What is required:
Pull each line with the string "PointValidator" from the entries.

########################################

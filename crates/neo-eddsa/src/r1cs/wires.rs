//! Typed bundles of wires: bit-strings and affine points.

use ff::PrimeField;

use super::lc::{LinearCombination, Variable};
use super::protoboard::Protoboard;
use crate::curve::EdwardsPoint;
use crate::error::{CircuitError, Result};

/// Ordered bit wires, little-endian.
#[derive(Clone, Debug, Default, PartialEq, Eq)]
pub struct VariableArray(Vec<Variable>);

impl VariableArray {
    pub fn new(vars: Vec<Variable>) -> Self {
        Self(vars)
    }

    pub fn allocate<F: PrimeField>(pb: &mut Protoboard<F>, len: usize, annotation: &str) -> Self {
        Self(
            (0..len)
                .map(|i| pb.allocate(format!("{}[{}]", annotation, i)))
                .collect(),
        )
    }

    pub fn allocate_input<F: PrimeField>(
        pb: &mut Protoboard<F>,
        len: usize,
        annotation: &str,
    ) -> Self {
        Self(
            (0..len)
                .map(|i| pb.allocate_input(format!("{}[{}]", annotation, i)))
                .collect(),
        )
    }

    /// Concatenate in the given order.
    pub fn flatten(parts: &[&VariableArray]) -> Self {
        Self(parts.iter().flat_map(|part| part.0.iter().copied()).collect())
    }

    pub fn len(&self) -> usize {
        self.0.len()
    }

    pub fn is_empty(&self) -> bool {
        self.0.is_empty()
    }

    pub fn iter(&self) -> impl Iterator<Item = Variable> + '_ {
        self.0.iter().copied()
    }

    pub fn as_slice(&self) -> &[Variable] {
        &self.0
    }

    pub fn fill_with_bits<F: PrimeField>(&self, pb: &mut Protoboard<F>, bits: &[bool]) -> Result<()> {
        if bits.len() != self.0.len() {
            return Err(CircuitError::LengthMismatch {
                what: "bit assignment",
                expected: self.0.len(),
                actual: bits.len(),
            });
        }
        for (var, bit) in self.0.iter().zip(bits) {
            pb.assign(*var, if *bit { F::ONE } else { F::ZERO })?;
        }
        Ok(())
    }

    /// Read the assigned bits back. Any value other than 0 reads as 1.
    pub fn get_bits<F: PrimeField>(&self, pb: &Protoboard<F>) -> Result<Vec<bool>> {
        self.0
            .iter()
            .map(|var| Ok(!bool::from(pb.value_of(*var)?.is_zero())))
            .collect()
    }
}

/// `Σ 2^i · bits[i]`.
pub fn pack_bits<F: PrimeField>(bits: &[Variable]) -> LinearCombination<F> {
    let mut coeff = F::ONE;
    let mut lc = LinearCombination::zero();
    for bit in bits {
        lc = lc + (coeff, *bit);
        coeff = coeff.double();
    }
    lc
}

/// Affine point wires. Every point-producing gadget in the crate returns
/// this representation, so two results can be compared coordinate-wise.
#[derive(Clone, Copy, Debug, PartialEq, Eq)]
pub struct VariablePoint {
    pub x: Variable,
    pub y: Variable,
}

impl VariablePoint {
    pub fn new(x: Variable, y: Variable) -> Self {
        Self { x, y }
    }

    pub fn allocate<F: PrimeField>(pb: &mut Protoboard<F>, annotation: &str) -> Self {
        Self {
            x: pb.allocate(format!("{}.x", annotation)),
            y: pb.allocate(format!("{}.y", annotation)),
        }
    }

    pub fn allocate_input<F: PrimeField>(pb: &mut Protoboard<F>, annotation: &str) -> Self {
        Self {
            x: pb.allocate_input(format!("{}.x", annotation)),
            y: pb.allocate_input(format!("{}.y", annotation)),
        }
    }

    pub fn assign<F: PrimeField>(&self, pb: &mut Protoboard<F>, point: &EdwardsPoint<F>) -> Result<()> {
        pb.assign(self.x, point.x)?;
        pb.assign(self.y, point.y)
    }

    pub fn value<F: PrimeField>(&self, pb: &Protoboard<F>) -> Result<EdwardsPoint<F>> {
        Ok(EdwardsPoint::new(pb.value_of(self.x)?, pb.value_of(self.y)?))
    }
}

########################################

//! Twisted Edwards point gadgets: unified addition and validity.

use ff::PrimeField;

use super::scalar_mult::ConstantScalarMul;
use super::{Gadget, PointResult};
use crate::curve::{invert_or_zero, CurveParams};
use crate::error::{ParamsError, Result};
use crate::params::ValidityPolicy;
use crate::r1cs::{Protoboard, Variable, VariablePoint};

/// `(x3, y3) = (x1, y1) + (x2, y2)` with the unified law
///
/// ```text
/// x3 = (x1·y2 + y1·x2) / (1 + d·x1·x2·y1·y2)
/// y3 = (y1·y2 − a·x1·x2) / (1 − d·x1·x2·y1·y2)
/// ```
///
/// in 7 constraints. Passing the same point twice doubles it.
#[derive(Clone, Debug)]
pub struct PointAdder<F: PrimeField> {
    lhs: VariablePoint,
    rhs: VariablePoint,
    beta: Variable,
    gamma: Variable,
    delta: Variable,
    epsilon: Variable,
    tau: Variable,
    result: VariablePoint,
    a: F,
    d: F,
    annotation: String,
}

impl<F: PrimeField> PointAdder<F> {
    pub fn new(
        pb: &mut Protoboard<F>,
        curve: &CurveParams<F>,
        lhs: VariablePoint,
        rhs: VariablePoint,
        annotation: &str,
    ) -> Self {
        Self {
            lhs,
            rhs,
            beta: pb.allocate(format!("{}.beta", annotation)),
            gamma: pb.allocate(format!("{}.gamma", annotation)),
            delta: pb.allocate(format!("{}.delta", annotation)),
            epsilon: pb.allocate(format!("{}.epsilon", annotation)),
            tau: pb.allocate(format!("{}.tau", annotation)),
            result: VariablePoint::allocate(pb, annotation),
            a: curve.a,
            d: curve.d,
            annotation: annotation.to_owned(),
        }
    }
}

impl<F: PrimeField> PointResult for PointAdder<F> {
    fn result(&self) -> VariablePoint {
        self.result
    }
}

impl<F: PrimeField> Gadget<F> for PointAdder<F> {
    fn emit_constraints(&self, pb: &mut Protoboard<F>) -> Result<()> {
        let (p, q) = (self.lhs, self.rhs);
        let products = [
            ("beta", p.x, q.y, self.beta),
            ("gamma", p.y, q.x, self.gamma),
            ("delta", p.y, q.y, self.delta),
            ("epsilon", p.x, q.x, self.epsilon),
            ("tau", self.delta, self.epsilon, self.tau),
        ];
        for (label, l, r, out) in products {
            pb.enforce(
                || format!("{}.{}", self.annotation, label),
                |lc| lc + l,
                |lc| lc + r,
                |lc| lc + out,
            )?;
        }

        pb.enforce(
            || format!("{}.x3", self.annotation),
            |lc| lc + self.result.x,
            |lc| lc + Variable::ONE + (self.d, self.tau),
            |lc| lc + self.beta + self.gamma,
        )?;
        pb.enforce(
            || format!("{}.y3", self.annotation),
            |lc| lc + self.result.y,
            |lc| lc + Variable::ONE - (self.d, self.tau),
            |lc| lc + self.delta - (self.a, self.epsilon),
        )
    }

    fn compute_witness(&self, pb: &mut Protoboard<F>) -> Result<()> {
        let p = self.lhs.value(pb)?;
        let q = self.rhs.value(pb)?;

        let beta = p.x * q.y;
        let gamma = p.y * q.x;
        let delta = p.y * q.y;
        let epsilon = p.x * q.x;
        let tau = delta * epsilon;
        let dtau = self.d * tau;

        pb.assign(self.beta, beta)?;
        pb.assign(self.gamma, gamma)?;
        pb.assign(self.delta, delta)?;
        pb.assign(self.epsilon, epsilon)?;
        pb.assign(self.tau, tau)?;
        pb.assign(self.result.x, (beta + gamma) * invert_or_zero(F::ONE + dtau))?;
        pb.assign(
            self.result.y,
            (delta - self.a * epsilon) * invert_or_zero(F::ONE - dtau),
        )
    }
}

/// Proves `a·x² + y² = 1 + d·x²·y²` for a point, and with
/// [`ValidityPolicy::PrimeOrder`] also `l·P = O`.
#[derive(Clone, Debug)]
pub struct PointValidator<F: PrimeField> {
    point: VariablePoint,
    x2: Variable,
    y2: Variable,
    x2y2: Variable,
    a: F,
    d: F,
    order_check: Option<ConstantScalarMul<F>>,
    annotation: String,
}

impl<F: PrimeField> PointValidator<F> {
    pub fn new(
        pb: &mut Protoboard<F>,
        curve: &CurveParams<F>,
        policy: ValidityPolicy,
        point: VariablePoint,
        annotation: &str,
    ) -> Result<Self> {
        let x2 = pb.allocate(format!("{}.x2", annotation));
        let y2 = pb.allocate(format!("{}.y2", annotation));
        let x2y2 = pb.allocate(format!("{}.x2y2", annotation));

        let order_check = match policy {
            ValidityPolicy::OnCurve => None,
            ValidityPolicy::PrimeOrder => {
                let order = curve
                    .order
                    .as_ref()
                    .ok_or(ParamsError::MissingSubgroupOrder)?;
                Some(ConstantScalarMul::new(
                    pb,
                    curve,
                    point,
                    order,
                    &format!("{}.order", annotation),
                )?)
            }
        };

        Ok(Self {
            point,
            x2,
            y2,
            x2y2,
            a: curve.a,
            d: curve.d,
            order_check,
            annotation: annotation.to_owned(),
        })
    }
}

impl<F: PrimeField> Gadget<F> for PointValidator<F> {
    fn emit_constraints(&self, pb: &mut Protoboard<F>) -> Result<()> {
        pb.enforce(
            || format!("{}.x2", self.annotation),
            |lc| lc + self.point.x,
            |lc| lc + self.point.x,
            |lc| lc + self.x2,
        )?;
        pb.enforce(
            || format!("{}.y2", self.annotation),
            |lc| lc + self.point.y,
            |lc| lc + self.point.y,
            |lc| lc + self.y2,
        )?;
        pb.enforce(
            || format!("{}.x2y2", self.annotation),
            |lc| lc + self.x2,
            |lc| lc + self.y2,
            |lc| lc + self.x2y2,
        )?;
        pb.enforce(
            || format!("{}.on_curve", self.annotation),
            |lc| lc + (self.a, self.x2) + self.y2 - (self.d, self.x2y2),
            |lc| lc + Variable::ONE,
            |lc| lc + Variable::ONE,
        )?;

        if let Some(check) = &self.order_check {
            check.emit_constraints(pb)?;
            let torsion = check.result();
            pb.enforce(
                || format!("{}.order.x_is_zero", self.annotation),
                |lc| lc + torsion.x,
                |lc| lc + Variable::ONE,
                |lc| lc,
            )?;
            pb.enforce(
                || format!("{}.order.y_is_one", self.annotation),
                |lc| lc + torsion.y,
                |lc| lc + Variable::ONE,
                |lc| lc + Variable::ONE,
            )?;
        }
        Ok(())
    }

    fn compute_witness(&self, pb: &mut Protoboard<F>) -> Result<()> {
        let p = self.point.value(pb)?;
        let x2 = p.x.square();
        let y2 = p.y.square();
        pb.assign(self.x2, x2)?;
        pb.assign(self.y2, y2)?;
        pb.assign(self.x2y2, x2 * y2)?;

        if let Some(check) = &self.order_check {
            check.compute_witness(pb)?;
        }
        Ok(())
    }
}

########################################

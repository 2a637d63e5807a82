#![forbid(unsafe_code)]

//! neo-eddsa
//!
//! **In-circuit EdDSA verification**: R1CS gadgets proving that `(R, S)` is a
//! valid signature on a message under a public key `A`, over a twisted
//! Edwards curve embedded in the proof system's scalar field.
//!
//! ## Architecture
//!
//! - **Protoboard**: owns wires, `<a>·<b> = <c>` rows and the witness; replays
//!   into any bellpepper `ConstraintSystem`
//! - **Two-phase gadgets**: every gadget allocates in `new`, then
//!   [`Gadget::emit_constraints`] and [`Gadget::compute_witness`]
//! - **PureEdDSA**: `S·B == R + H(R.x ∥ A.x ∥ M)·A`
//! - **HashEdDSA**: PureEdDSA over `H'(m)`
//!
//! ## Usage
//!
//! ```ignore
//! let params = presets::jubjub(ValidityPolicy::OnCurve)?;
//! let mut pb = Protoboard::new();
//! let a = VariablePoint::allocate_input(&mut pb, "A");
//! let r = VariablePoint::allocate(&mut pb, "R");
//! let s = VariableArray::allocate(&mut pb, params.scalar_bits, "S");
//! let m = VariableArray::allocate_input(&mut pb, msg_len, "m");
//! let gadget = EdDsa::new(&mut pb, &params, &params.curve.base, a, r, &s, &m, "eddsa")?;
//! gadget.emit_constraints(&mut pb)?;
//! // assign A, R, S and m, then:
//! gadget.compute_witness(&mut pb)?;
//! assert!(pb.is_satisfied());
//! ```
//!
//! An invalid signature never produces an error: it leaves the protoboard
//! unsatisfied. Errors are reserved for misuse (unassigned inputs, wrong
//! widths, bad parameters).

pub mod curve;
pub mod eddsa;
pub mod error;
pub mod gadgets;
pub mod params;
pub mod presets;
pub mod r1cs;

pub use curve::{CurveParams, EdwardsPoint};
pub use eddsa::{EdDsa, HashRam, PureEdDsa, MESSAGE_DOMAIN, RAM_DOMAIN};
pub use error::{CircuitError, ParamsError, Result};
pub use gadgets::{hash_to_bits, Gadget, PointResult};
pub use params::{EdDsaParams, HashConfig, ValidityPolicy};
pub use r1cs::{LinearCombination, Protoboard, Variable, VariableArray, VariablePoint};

########################################

Response area:
pub struct PointValidator<F: PrimeField> {
impl<F: PrimeField> PointValidator<F> {
impl<F: PrimeField> Gadget<F> for PointValidator<F> {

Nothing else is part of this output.